=== EXERCISE DESCRIPTION ===
Look through the records below and copy each line that includes the word "bool".

=== LISTED ENTRIES ===

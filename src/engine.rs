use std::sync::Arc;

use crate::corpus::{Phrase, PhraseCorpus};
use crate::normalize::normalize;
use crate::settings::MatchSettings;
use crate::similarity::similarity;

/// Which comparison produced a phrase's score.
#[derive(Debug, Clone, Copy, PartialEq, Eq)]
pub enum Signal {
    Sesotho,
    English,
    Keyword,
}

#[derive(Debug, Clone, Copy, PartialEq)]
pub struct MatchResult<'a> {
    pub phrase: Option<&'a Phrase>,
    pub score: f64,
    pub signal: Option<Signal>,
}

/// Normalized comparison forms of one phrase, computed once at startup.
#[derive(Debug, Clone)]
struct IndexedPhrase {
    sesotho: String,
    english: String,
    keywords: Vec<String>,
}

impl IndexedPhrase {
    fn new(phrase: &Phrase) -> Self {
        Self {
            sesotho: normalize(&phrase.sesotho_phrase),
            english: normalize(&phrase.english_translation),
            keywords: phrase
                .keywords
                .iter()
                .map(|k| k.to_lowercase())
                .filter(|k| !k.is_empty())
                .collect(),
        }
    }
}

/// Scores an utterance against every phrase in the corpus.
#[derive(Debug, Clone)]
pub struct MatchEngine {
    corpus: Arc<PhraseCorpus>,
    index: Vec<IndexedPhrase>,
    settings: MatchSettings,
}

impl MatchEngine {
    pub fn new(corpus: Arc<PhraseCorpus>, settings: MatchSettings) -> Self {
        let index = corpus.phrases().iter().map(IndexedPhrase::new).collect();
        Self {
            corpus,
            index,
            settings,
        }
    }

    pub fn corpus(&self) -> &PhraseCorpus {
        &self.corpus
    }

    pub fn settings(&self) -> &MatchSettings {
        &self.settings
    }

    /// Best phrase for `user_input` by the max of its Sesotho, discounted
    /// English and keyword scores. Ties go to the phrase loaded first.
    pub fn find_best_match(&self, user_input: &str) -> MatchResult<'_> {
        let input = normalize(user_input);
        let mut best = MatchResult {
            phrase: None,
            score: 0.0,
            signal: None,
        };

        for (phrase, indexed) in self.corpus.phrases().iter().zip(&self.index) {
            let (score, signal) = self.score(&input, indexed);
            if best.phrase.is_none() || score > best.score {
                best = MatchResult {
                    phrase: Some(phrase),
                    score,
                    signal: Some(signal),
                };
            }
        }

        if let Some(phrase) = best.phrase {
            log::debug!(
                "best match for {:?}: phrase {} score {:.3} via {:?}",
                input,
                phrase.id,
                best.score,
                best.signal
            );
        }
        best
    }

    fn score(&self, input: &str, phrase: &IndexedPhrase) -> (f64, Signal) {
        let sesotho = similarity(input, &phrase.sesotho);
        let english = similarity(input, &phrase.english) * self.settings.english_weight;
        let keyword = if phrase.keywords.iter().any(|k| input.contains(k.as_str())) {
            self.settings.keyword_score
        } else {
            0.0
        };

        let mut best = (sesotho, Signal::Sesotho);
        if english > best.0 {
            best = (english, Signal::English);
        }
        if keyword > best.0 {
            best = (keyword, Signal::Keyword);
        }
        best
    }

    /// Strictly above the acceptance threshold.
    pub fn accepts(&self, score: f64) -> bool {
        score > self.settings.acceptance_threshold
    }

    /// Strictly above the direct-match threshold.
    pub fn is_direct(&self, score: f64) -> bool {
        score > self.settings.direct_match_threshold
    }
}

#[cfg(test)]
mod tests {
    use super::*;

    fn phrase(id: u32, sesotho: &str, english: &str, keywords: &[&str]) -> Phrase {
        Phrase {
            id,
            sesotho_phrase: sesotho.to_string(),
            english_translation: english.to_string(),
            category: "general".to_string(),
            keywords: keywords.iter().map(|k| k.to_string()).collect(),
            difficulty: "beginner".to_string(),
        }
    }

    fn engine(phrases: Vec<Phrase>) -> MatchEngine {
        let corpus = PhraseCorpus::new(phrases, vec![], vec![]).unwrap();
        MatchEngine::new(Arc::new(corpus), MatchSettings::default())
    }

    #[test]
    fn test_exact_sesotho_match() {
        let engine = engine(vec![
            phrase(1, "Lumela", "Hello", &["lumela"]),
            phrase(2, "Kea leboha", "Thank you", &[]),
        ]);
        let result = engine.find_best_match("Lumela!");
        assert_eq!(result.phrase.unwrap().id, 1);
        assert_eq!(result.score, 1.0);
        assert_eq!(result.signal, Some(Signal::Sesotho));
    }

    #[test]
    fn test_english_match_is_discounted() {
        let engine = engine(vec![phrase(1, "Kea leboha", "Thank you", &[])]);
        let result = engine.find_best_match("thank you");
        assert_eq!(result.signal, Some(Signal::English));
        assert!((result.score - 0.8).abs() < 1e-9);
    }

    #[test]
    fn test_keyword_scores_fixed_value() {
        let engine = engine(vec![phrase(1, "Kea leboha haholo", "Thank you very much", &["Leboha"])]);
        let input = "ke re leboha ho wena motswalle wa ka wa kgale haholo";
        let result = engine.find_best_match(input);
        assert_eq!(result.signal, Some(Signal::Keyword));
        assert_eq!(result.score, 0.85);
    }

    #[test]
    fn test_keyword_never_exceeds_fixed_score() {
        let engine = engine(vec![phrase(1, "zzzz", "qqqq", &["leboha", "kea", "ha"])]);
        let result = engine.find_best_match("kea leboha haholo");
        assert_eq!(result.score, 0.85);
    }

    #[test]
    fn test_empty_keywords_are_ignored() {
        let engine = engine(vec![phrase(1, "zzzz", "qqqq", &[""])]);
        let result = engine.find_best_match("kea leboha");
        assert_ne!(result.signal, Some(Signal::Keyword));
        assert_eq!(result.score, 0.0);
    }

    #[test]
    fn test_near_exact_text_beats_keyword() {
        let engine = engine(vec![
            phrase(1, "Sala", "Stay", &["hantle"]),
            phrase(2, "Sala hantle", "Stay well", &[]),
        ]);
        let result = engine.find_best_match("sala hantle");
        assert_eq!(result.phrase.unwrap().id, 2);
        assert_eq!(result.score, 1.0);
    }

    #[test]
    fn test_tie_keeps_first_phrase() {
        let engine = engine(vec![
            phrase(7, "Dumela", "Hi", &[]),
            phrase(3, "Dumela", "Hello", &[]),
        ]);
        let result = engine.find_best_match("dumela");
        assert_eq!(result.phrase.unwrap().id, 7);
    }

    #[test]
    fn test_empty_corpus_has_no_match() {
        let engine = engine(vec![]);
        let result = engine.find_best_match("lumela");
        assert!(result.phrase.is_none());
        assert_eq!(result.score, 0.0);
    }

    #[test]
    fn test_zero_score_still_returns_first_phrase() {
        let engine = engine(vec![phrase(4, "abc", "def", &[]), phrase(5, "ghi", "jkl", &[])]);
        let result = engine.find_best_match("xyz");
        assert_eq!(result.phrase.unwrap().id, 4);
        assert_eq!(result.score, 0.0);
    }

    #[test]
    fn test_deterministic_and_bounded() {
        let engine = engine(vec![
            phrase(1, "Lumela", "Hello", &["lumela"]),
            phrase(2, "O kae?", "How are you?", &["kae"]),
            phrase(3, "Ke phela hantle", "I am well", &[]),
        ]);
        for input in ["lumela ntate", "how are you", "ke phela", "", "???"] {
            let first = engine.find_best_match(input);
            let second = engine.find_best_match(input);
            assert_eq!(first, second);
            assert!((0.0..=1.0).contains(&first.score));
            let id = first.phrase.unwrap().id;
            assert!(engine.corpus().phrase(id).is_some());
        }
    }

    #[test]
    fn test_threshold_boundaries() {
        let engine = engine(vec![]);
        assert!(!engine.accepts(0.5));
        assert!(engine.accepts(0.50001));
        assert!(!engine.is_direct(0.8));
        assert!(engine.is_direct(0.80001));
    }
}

=== RESULT ===
    pub fn accepts(&self, score: f64) -> bool {
    pub fn is_direct(&self, score: f64) -> bool {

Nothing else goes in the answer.